---------- Supplied information ----------

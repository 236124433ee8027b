mod action;
mod app;
mod app_state;
mod component;
mod components;
mod core;
mod focus;
mod http;
mod mpv;
mod output;
mod state;
mod theme;
mod visualizer;
mod widgets;

use std::path::PathBuf;
use std::sync::Arc;

use anyhow::Context;
use clap::Parser;
use tokio::sync::{broadcast, mpsc};
use tokio_util::sync::CancellationToken;

use radio_core::config::Config;
use radio_core::directory::{parse_local_stations, StationDirectory};
use radio_core::settings::{FileStore, KeyValueStore};
use radio_core::theme::{ambient_prefers_dark, Theme};

/// What `PlayerCore` and the visualizer broadcast to the UI.
#[derive(Debug, Clone)]
pub enum BroadcastMessage {
    /// `PlayerState` changed; receivers fetch it from the `StateManager`.
    StateUpdated,
    Notification(state::PlayerEvent),
    /// Mono f32 PCM in [-1, 1] for the spectrum.
    PcmChunk(Arc<Vec<f32>>),
}

#[derive(Debug, Parser)]
#[command(name = "radio-player", version, about = "Terminal internet radio player")]
struct Cli {
    /// Config file (default: <config dir>/config.toml)
    #[arg(long)]
    config: Option<PathBuf>,

    /// light, dark, neon or cyberpunk
    #[arg(long)]
    theme: Option<Theme>,

    /// JSON file of `[{name, url, logo?}]` shown until the directory loads
    #[arg(long)]
    stations: Option<PathBuf>,

    /// Skip the spectrum pane and never spawn the PCM tap
    #[arg(long)]
    no_visualizer: bool,

    /// Prefer mpv/ffmpeg from PATH over bundled binaries
    #[arg(long)]
    use_system_deps: bool,
}

#[tokio::main]
async fn main() -> anyhow::Result<()> {
    let cli = Cli::parse();
    radio_core::platform::set_use_system_deps(cli.use_system_deps);

    let data_dir = radio_core::platform::data_dir();
    std::fs::create_dir_all(&data_dir)?;
    let log_path = data_dir.join("player.log");
    let log_file = std::fs::OpenOptions::new()
        .create(true)
        .append(true)
        .open(&log_path)?;

    // RUST_LOG wins; otherwise debug for us, quiet HTTP client internals.
    let log_filter = std::env::var("RUST_LOG")
        .unwrap_or_else(|_| "debug,hyper_util=warn,reqwest=warn,hyper=warn".to_string());
    tracing_subscriber::fmt()
        .with_writer(log_file)
        .with_env_filter(log_filter.as_str())
        .with_ansi(false)
        .init();

    eprintln!("radio-player log: {}", log_path.display());
    tracing::info!("radio-player starting…");

    // ── Load config ──────────────────────────────────────────────────────────
    let config = match &cli.config {
        Some(path) => Config::load_from(path)
            .with_context(|| format!("loading config from {}", path.display()))?,
        None => Config::load().unwrap_or_else(|e| {
            tracing::warn!("config unreadable, using defaults: {}", e);
            Config::default()
        }),
    };
    let theme = Theme::resolve(cli.theme.or(config.ui.theme), ambient_prefers_dark());
    let visualizer_enabled = config.visualizer.enabled && !cli.no_visualizer;

    let initial_stations = match &cli.stations {
        Some(path) => {
            let body = std::fs::read_to_string(path)
                .with_context(|| format!("reading {}", path.display()))?;
            parse_local_stations(&body).with_context(|| format!("parsing {}", path.display()))?
        }
        None => config.stations.initial.clone(),
    };

    // ── Shared state ─────────────────────────────────────────────────────────
    let (broadcast_tx, _) = broadcast::channel::<BroadcastMessage>(1024);
    let state_manager = Arc::new(state::StateManager::new(
        state::PlayerState::new(initial_stations, config.player.default_volume),
        broadcast_tx.clone(),
    ));
    // before anything can publish, so the UI misses no update
    let broadcast_rx = state_manager.subscribe();
    let store: Arc<dyn KeyValueStore> = Arc::new(FileStore::open(&config.paths.settings_file));

    // ── Player core ──────────────────────────────────────────────────────────
    let (cmd_tx, cmd_rx) = mpsc::channel::<core::PlayerCommand>(256);
    let tickets = core::SwitchTickets::default();
    let handle = core::PlayerHandle::new(cmd_tx, tickets.clone());
    let cancel = CancellationToken::new();

    let player_core = core::PlayerCore::new(
        state_manager.clone(),
        store,
        tickets,
        core::CoreOptions::from_config(&config, visualizer_enabled),
        visualizer::Visualizer::new(broadcast_tx.clone(), cancel.child_token()),
    );
    let directory = StationDirectory::new(&config.directory);
    let default_volume = config.player.default_volume;
    let core_cancel = cancel.clone();
    let core_task = tokio::spawn(async move {
        let (init, events) = match output::MpvOutput::spawn(default_volume).await {
            Ok((out, events)) => (Ok(out), Some(events)),
            Err(e) => {
                tracing::error!("mpv unavailable: {:#}", e);
                (Err(e), None)
            }
        };
        player_core
            .run(init, events, directory.resolve(), cmd_rx, core_cancel)
            .await
    });

    // ── HTTP server ──────────────────────────────────────────────────────────
    let http_address = config.http.enabled.then(|| {
        http::start_server(
            config.http.bind_address.clone(),
            config.http.port,
            state_manager.clone(),
            handle.clone(),
        );
        format!("{}:{}", config.http.bind_address, config.http.port)
    });

    // ── Run TUI ──────────────────────────────────────────────────────────────
    let initial = state_manager.get_state().await;
    let app = app::App::new(
        state_manager,
        handle.clone(),
        initial,
        app::AppOptions {
            theme,
            spectrum_pane: visualizer_enabled,
            fft_size: config.visualizer.fft_size,
            smoothing: config.visualizer.smoothing,
            http_address,
        },
    );
    let ui_result = app.run(broadcast_rx).await;

    // ── Shutdown ─────────────────────────────────────────────────────────────
    handle.shutdown().await;
    cancel.cancel();
    match core_task.await {
        Ok(Some(output)) => output.shutdown().await,
        Ok(None) => {}
        Err(e) => tracing::error!("player core task failed: {}", e),
    }
    tracing::info!("radio-player stopped");

    ui_result
}
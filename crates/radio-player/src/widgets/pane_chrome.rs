//! PaneChrome: bordered pane with focus styling and an optional badge.

use ratatui::{
    style::{Color, Modifier, Style},
    text::{Line, Span},
    widgets::{Block, BorderType, Borders},
};

use crate::theme::Palette;

/// Shown right-aligned in the pane's top border (e.g. "LIVE", "OFF").
pub struct Badge<'a> {
    pub text: &'a str,
    pub color: Color,
}

pub fn pane_chrome<'a>(
    title: &'a str,
    number_key: Option<char>,
    focused: bool,
    badge: Option<Badge<'a>>,
    palette: &Palette,
) -> Block<'a> {
    let title_style = if focused {
        Style::default().fg(palette.fg).add_modifier(Modifier::BOLD)
    } else {
        palette.secondary()
    };

    let mut spans = Vec::new();
    if let Some(key) = number_key {
        spans.push(Span::styled(format!("[{}] ", key), palette.secondary()));
    }
    spans.push(Span::styled(title, title_style));

    let block = Block::default()
        .borders(Borders::ALL)
        .border_type(if focused {
            BorderType::Thick
        } else {
            BorderType::Plain
        })
        .border_style(palette.border(focused))
        .style(palette.base())
        .title(Line::from(spans));

    match badge {
        Some(b) => block.title_top(
            Line::from(Span::styled(
                format!(" {} ", b.text),
                Style::default().fg(b.color).add_modifier(Modifier::BOLD),
            ))
            .right_aligned(),
        ),
        None => block,
    }
}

----------

→ Your task: From the line containing "if let Some(key)" down to the last line of the listing above, give every line again exactly, and add nothing.

→ Answer to the problem:
    if let Some(key) = number_key {
        spans.push(Span::styled(format!("[{}] ", key), palette.secondary()));
    }
    spans.push(Span::styled(title, title_style));

    let block = Block::default()
        .borders(Borders::ALL)
        .border_type(if focused {
            BorderType::Thick
        } else {
            BorderType::Plain
        })
        .border_style(palette.border(focused))
        .style(palette.base())
        .title(Line::from(spans));

    match badge {
        Some(b) => block.title_top(
            Line::from(Span::styled(
                format!(" {} ", b.text),
                Style::default().fg(b.color).add_modifier(Modifier::BOLD),
            ))
            .right_aligned(),
        ),
        None => block,
    }
}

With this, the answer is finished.